* **BRIEF**:
Each line below containing the word "BackOutcome" needs to be shown.

Records from a data collection:
------------------------------------------------------------
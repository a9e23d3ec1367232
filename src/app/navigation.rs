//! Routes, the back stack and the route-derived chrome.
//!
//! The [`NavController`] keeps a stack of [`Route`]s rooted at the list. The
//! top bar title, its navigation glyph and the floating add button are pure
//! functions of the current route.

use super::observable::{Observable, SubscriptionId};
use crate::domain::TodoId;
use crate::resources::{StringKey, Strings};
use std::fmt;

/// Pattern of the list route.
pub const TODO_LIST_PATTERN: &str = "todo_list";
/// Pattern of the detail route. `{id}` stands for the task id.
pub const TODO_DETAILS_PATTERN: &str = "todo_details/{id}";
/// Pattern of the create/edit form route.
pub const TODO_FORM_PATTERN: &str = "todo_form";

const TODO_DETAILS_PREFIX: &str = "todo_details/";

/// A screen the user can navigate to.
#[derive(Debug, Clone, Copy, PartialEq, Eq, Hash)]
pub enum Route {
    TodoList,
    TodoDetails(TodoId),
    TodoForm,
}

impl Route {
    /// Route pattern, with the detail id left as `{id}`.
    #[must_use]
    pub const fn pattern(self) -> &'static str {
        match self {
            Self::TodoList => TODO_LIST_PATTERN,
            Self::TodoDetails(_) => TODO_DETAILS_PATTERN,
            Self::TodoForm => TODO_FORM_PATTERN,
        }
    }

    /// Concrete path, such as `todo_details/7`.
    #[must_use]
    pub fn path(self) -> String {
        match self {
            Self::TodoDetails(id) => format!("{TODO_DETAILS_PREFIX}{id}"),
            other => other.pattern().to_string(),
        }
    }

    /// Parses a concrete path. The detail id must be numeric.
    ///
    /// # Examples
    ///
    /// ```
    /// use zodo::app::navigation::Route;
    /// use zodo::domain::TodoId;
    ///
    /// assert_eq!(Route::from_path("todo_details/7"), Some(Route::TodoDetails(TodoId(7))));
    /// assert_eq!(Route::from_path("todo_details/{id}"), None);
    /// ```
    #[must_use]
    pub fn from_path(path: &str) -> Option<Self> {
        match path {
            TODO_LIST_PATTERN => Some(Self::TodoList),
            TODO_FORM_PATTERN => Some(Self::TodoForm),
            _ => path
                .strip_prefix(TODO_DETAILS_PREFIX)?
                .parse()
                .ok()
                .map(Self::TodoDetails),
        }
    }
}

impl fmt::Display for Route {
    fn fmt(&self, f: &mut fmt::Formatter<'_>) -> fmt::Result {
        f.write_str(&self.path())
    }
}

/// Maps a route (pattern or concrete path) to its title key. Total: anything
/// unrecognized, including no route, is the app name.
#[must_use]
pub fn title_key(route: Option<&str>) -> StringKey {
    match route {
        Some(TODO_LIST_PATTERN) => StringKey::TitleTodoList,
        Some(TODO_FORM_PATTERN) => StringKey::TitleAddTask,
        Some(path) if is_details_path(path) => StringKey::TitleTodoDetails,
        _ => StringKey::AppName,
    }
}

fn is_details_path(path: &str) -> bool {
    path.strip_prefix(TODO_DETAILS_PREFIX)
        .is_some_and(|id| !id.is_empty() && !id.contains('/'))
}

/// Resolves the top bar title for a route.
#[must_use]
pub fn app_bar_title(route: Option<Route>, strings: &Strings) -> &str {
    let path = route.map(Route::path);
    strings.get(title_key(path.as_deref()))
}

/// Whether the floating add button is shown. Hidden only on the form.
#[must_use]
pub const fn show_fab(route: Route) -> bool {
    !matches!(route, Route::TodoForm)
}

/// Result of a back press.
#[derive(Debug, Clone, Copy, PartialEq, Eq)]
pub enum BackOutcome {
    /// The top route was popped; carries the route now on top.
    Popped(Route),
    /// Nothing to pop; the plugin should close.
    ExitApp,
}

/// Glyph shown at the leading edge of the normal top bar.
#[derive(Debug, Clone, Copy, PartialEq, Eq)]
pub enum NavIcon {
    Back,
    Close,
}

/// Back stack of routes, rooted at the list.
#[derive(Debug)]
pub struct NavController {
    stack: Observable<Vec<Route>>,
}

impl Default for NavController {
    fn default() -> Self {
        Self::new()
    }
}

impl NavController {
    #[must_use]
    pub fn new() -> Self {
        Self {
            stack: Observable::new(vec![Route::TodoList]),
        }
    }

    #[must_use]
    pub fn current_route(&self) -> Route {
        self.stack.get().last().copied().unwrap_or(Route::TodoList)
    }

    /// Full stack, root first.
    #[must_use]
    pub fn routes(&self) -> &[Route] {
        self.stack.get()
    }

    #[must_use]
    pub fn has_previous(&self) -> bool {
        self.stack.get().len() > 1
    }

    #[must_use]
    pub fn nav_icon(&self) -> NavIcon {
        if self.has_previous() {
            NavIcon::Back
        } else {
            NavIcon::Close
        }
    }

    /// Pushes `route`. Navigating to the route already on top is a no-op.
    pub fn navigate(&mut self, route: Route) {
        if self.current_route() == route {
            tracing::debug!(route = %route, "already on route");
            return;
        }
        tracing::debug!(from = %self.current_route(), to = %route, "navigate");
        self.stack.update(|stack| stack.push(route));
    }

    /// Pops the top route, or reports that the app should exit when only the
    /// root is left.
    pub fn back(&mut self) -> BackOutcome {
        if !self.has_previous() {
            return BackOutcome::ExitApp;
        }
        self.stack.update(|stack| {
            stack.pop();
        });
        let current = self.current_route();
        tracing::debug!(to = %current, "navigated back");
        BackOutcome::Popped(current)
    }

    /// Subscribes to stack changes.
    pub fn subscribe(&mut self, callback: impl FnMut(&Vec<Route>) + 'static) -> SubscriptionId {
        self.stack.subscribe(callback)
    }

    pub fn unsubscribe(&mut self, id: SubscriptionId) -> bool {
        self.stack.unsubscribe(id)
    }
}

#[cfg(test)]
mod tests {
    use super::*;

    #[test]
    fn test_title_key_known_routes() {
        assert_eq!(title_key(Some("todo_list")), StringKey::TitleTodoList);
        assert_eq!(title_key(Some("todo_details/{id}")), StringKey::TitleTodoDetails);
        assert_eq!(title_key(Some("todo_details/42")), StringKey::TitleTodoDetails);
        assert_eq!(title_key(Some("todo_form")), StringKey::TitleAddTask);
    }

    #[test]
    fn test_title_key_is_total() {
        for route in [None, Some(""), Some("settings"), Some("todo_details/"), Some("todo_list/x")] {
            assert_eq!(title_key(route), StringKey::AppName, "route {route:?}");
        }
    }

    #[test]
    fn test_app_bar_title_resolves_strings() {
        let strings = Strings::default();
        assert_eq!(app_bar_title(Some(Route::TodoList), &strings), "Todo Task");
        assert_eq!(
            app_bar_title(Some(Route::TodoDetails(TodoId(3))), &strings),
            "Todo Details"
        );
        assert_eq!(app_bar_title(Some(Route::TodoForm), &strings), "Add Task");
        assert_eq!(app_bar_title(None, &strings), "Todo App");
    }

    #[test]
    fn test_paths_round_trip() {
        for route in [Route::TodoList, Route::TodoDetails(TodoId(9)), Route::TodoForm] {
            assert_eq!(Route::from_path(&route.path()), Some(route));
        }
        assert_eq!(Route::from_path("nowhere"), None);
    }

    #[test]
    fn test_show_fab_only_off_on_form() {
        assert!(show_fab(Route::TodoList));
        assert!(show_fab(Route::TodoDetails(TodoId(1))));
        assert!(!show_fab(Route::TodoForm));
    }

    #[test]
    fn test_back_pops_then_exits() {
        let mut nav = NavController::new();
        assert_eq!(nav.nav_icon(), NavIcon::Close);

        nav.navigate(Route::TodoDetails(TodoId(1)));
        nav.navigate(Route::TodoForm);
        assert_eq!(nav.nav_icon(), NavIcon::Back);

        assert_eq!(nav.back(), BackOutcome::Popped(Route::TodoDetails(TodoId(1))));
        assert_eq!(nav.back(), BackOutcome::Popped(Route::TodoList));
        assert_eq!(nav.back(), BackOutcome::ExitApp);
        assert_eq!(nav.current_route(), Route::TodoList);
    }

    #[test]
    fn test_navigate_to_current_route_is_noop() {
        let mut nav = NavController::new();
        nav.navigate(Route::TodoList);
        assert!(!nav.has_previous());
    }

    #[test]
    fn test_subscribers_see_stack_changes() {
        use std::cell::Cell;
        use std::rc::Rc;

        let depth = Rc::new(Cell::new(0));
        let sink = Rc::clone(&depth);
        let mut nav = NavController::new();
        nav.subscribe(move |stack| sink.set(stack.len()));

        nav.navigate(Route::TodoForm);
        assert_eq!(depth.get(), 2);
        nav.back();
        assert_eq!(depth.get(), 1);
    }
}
------------------------------------------------------------
* **RESPONSE BOX**:
pub enum BackOutcome {
    pub fn back(&mut self) -> BackOutcome {
            return BackOutcome::ExitApp;
        BackOutcome::Popped(current)
        assert_eq!(nav.back(), BackOutcome::Popped(Route::TodoDetails(TodoId(1))));
        assert_eq!(nav.back(), BackOutcome::Popped(Route::TodoList));
        assert_eq!(nav.back(), BackOutcome::ExitApp);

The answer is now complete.